The stock of Bed Bath & Beyond dropped drastically again on Tuesday as the rollercoaster ride that has been riding the retailer has reached new lows amid renewed bankruptcy fears and yet another reduction in the price target by analysts. Does this raise the question as to why are we bothering with it at all?
According to Jonathan Matuszewski, a Jefferies analyst who has a Hold rating on Bed Bath & Beyond stocks (ticker: BBBY), the analyst has cut his target price to 50 cents from $3 on Tuesday, to take into account Bed Bath & Beyond's fourth-quarter outlook, a change that is believed to have killed the shares last week, when the shares fell below $1. During the early hours of Tuesday morning, the company's shares were down 4 cents to 35 cents a share.
A request for comment on this story was not returned by Bed Bath.
Considering the retailer's limited funding options, the move might seem more academic than practical at this stage.
Matuszewski is still very much involved in the stock, however, based on the fact set data, which eight analysts are still covering it, of which at least seven have continued to update their models and price targets during the current year. Understandably, investors might be wondering whether analysts are still keeping an eye on Bed Bath & Beyond, considering the company's penny stock status, given its status.
It is largely down to the determination of the individual to persevere that the answer can be found.
The report from Barron's in January stated that many analysts already have abandoned ship when it comes to the stock market. In November of last year, 16 analysts still had price targets of $27 on the stock of the company, which is a significant increase from two years ago when 20 analysts were covering the stock. In recent months, it has dropped to half of that. Many analysts believe the tiny company's market cap and low stock price, along with fears that Bed Bath will become bankrupt, were the reasons they dropped coverage of Bed Bath Beyond.
Matuszewski is the only bearish analyst out of the eight remainings, and he is one of just two who is watching the stock. In all, three-quarters of the market favors Bed Bath & Beyond. He only updated his model in a perfunctory manner on Tuesday, failing to go much beyond the basics.

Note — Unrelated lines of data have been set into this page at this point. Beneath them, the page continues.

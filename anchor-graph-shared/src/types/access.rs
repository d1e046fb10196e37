use std::collections::BTreeMap;

use serde::{Deserialize, Serialize};

use crate::types::object_id::ObjectId;

/// Permission level granted on an anchor. Levels are totally ordered.
#[derive(
    Debug, Clone, Copy, Default, PartialEq, Eq, Hash, PartialOrd, Ord, Serialize, Deserialize,
)]
#[serde(rename_all = "SCREAMING_SNAKE_CASE")]
pub enum AccessLevel {
    #[default]
    NoAccess,
    Read,
    Write,
}

/// Explicit per-root grants.
#[derive(Debug, Clone, Default, PartialEq, Eq, Serialize, Deserialize)]
pub struct RootAccess {
    #[serde(default)]
    pub anchors: BTreeMap<ObjectId, AccessLevel>,
}

/// Permission document stored on every anchor.
///
/// `all` applies to any root without an explicit entry in `roots.anchors`.
/// An explicit entry always overrides `all` for that root.
#[derive(Debug, Clone, Default, PartialEq, Eq, Serialize, Deserialize)]
pub struct Access {
    #[serde(default)]
    pub all: AccessLevel,
    #[serde(default)]
    pub roots: RootAccess,
}

impl Access {
    /// Explicit grant for `root`, if any.
    pub fn granted_to(&self, root: &ObjectId) -> Option<AccessLevel> {
        self.roots.anchors.get(root).copied()
    }
}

It is interesting to note that those who remain despite Bed Bath's reduced size and prospects seem determined to stick by the stock until the end, whatever it may be, even just to warn investors not to gamble on the stock.
We still expect Bed Bath & Beyond to eventually declare bankruptcy and won't alter our fair-value estimate of $0 on no-moat shares, said Morningstar analyst Jaime Katz. Our current outlook does not see any realistic profits until 2026—and that's only if Bed Bath can avoid running out of cash in the next few months. Even if Bed Bath miraculously remains a going concern, we do not see any return for shareholders.
Bed Bath's stock price target recently climbed from $0 to a quarter, according to Wedbush analyst Seth Basham.
The analyst maintained a rating of Underperform on the shares, explaining the bump up in his target was the result of an average probability-weighted calculation of likely outcomes, despite his perception that the turnaround plan for the company is unlikely to be realized by 2023, and that the company's equity is of little value if it is analyzed on a probability-weighted basis.
There seems to be a more perfunctory approach among other analysts to covering the company. Zachary Fadem, a senior director at Wells Fargo, has not issued a stand-alone update on Bed Bath & Beyond since January when he told investors the company was "at the brink of bankruptcy" and a filing was imminent.
Although shrinking analyst coverage is not Bed Bath's biggest problem at the moment, many investors will be happy to zig when analysts recommend that they zag, regardless of the company to which the call is made, because it will be a much safer investment.
Nevertheless, it's one more sign that Bed Bath & Beyond still seems to be embroiled in a tug-of-war at this point in the case.